In diesem Satz ist das Problem eingeschlossen: Man sucht keine Dauer -lösungen, sondern man taktiert. Mit anderen Worten: Die Zügel schleifen. Manch einer, der im Herbst noch die Beteiligung der Sozialdemokraten an der Regierung fast als etwas Ähnliches wie ein Sakrileg angesehen hatte, ist heute anderer Meinung. Die Koalition CDU/FDP hat sich noch immer nicht überzeugend durchgesetzt. Hieran ist die Verärgerung der CDU-Politiker über die Parforceritte ihrer FDP-Kollegen und insbesondere des sprunghaften FDP-Vorsitzenden Mende ebenso schuld wie die Erstarrung der CDU, die es acht Jahre nicht nötig hatte,

die Macht zu teilen. Die Zeichen häufen sich auch anderswo, daß Adenauer die Zügel nicht mehr so fest in der Hand hat, als nötig wäre. Man spricht in Westdeutschland von einer Krise. Aber man ist sich nicht im klaren, ob es eine Krise der Koalition, der CDU oder gar eine Krise der Demokratie ist. Und das ist das eigentlich Bedrohliche. Die Stagnation in Bonn stellt alles in Frage, was sich an demokratischem Denken und Gewohnheiten in den vergangenen dreizehn Jahren entwickelt hat. Die Denkschrift ist heute aktueller, als sie es bei ihrer Abfassung war. Das bedeutet aber keineswegs, daß sie deshalb in

Bonn Beachtung findet. Der Passus über die Oder-Neiße-Linie muß dazu herhalten, das ganze, höchst beachtenswerte Schriftstück als indiskutabel abzulehnen. Wenn nicht alles trügt, so siegt in Bonn die altbekannte Devise der Ministerialbürokratie: „Das wäre ja noch schöner, wenn diese Außenseiter recht hätten!“

Daneben soll nicht geleugnet werden, daß die Denkschrift auch ihre schwachen Seiten hat. Der Satz, womit die acht ihren Vorstoß in die Politik begründen: „Einem Politiker, der auf Wählerstimmen angewiesen ist, fällt es nicht leicht, der öffentlichen Meinung entgegen zu handeln“, könnte sich auch in einer der vielen Denkschriften der Jahre vor 1933 finden. Er darf in seiner Bedeutung für die Denkschriften nicht überbewertet werden, aber es sei doch die Feststellung erlaubt, daß die parlamentarische Demokratie in Deutschland nach 1945 bewiesen hat, daß diese Befürchtung unberechtigt ift. Gerade die CDU/CSU schreckte 1956 vor so unpopulären Maßnahmen wie der Wiederbewaffnung nicht zurück und hat ihren Stimmenanteil bei den Bundestagswahlen von 1957 beträchtlich erhöhen können. Auch im Herbst 1961 war die Möglichkeit vorhanden, alle demokratischen Kräfte für eine große, gemeinsame Innen- und Außenpolitik zu gewinnen. Es liegt nicht am demokratischen System, sondern an der Erstarrung der CDU/CSU, wenn heute unpopulären Maßnahmen ausgewichen wird.

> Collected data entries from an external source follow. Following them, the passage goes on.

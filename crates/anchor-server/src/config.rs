use std::net::{Ipv4Addr, SocketAddr};

use serde::{Deserialize, Serialize};

#[derive(Clone, Debug, PartialEq, Eq, Serialize, Deserialize)]
#[serde(default)]
pub struct ServerConfig {
    pub bind_addr: SocketAddr,
    /// Answer cross-origin requests from any origin.
    pub permissive_cors: bool,
}

impl Default for ServerConfig {
    fn default() -> Self {
        Self {
            bind_addr: SocketAddr::from((Ipv4Addr::LOCALHOST, 8000)),
            permissive_cors: false,
        }
    }
}

#[cfg(test)]
mod tests {
    use super::*;

    #[test]
    fn default_config() {
        let c = ServerConfig::default();
        assert_eq!(c.bind_addr, "127.0.0.1:8000".parse::<SocketAddr>().unwrap());
        assert!(!c.permissive_cors);
    }

    #[test]
    fn partial_config_keeps_defaults() {
        let c: ServerConfig = serde_json::from_str(r#"{"bind_addr":"0.0.0.0:9000"}"#).unwrap();
        assert_eq!(c.bind_addr.port(), 9000);
        assert!(!c.permissive_cors);
    }
}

Während der Koalitionsverhandlungen vom vergangenen Herbst ist mehrmals die Befürchtung ausgesprochen worden, diese Koalition werde die< unausweichliche Krise der CDU beschleunigen. Es spricht vieles dafür, daß sie zu einer Krise der parlamentarischen Demokratie in Westdeutschland wird, die nicht mit herkömmlichen Mitteln überwunden werden kann. Vielleicht liegt darin eine Chance, daß diese beachtliche Denkschrift nicht nur beschriebenes Papier bleibt.